The geckodataset from influx6

GeckoDataset

GeckoDataset is a project similar to the Sql-Dataset library, which allows the exporting of collection record into your Geckobaord account's dataset using a combination of processors, pullers and pushers.

It provides a more involved approach to the transformation of incoming data which then gets saved into a dataset of your choosing on your Geckoboard API account. It takes this approach to both allow flexibility and user control of what the data gets transformed into, in both shape and form.

Install

go get -u github.com/influx6/geckodataset/...

Tests

To run integration test TestJavascriptPushIntegration in ./cmd/geckoboard-dataset, you need to provided a test API Authentication key as an environment variable GECKOBOARD_TEST_KEY.

> cd ./cmd/geckoboard-dataset

> GECKOBOARD_TEST_KEY="222efc82e7933138077b1c2554439e15" go test -v -run TestJavascriptPushIntegration

All other tests do not need the environment variable.

To go further, after running TestJavascriptPushIntegration, you can go to your account page on Geckoboard, and using the Column Chart widget, like below:

We can create the metric dashboard like below:

Run

GeckoDataset provides a CLI (Command Line) tool called geckoboard-dataset:

> geckoboard-dataset 
Usage: dataset [flags] [command] 

⡿ COMMANDS:
	⠙ push	Push data from a source to the geckoboard Dataset API.


⡿ HELP:
	Run [command] help

⡿ OTHERS:
	Run 'dataset printflags' to print all flags of all commands.

⡿ WARNING:
	Uses internal flag package so flags must precede command name. 
	e.g 'dataset -cmd.flag=4 run'

It which exposes a push command, which handles the necessary logic to process provided configuration for the retrieval, transformation and update of dataset data.

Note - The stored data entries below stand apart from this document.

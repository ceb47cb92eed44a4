// SPDX-License-Identifier: MIT OR Apache-2.0
//! Derived lookup maps and hit testing.
//!
//! Four maps are kept: nodes by id, sockets by id, virtual points by socket
//! and virtual connections by connection id. They are rebuilt only when
//! invalidated (structural change, view change) and patched per node while
//! dragging. Queries take world-space positions.

use crate::config::EditorConfig;
use crate::connection::ConnectionId;
use crate::graph::Graph;
use crate::node::{Node, NodeId};
use crate::router::{self, Route, RouteEnd, TangentParams};
use crate::socket::{Socket, SocketDirection, SocketId};
use crate::view::ViewTransform;
use egui::{Pos2, Rect, Vec2};
use indexmap::IndexMap;
use std::collections::HashMap;

/// Radius of a virtual point in grid units
pub const POINT_RADIUS: f32 = 6.0;
/// Padding below the last socket row in grid units
const BODY_PADDING: f32 = 8.0;

/// Screen-space projection of one socket anchor
#[derive(Debug, Clone, Copy, PartialEq)]
pub struct VirtualPoint {
    /// Socket the anchor belongs to
    pub socket_id: SocketId,
    /// Owning node
    pub node_id: NodeId,
    /// Index within the socket's anchor list
    pub index: usize,
    /// World position
    pub position: Pos2,
}

/// Render-time realization of one connection
#[derive(Debug, Clone, Copy, PartialEq)]
pub struct VirtualConnection {
    /// Connection
    pub id: ConnectionId,
    /// Output socket
    pub output_socket: SocketId,
    /// Input socket
    pub input_socket: SocketId,
    /// Routed curve
    pub route: Route,
}

/// Cached node geometry in world space
#[derive(Debug, Clone, PartialEq)]
pub struct NodeEntry {
    /// Index in the graph's node list (0 topmost)
    pub index: usize,
    /// Full node rect
    pub rect: Rect,
    /// Header rect
    pub header: Rect,
    /// Inputs then outputs, in row order
    pub sockets: Vec<SocketId>,
}

/// Cached socket placement
#[derive(Debug, Clone, Copy, PartialEq)]
pub struct SocketEntry {
    /// Owning node
    pub node_id: NodeId,
    /// Direction
    pub direction: SocketDirection,
    /// Row within its direction list
    pub row: usize,
    /// Socket row rect, world space
    pub rect: Rect,
}

// ----------------------------------------------------------------------------
// Grid-space layout
// ----------------------------------------------------------------------------

/// Full node rect in grid space
pub fn node_grid_rect(node: &Node, config: &EditorConfig) -> Rect {
    let body = config.header_height + node.row_count() as f32 * config.socket_row_height + BODY_PADDING;
    Rect::from_min_size(
        Pos2::new(node.position[0], node.position[1]),
        Vec2::new(node.size[0], node.size[1].max(body)),
    )
}

/// Header rect in grid space
pub fn header_grid_rect(node: &Node, config: &EditorConfig) -> Rect {
    Rect::from_min_size(
        Pos2::new(node.position[0], node.position[1]),
        Vec2::new(node.size[0], config.header_height),
    )
}

/// Socket row rect in grid space: inputs on the left half, outputs on the right
pub fn socket_grid_rect(node: &Node, direction: SocketDirection, row: usize, config: &EditorConfig) -> Rect {
    let half = node.size[0] * 0.5;
    let x = match direction {
        SocketDirection::Input => node.position[0],
        SocketDirection::Output => node.position[0] + half,
    };
    let y = node.position[1] + config.header_height + row as f32 * config.socket_row_height;
    Rect::from_min_size(Pos2::new(x, y), Vec2::new(half, config.socket_row_height))
}

/// Anchor offsets of a socket relative to its node, falling back to one
/// anchor on the edge facing the socket's direction
pub fn anchor_offsets(node: &Node, socket: &Socket, row: usize, config: &EditorConfig) -> Vec<[f32; 2]> {
    if !socket.anchors.is_empty() {
        return socket.anchors.clone();
    }
    let y = config.header_height + row as f32 * config.socket_row_height + config.socket_row_height * 0.5;
    let x = match socket.direction {
        SocketDirection::Input => 0.0,
        SocketDirection::Output => node.size[0],
    };
    vec![[x, y]]
}

// ----------------------------------------------------------------------------
// LookupMaps
// ----------------------------------------------------------------------------

/// Invalidation-driven derived maps for one graph under one view
#[derive(Debug, Default)]
pub struct LookupMaps {
    node_by_id: HashMap<NodeId, NodeEntry>,
    socket_by_id: HashMap<SocketId, SocketEntry>,
    points_by_socket: HashMap<SocketId, Vec<VirtualPoint>>,
    connection_by_id: IndexMap<ConnectionId, VirtualConnection>,
    /// Node ids, topmost first
    order: Vec<NodeId>,
    valid: bool,
    built_version: u64,
    built_view: Option<(f32, Vec2)>,
    rebuilds: u64,
}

> geckoboard-dataset push -config config.toml

Transformers (Procs)

GeckoDataset employs the idea of transformers/processors termed procs, which provide functions internally that will take a batch of records from the source and returns appropriate JSON response which will be stored into the user's Geckoboard dataset account.

Javascript

This type of transformer is based on the usage of javascript function in a loaded javascript file to transform the provided json of records into the desired shape and form, which then is saved into the datasets account of user.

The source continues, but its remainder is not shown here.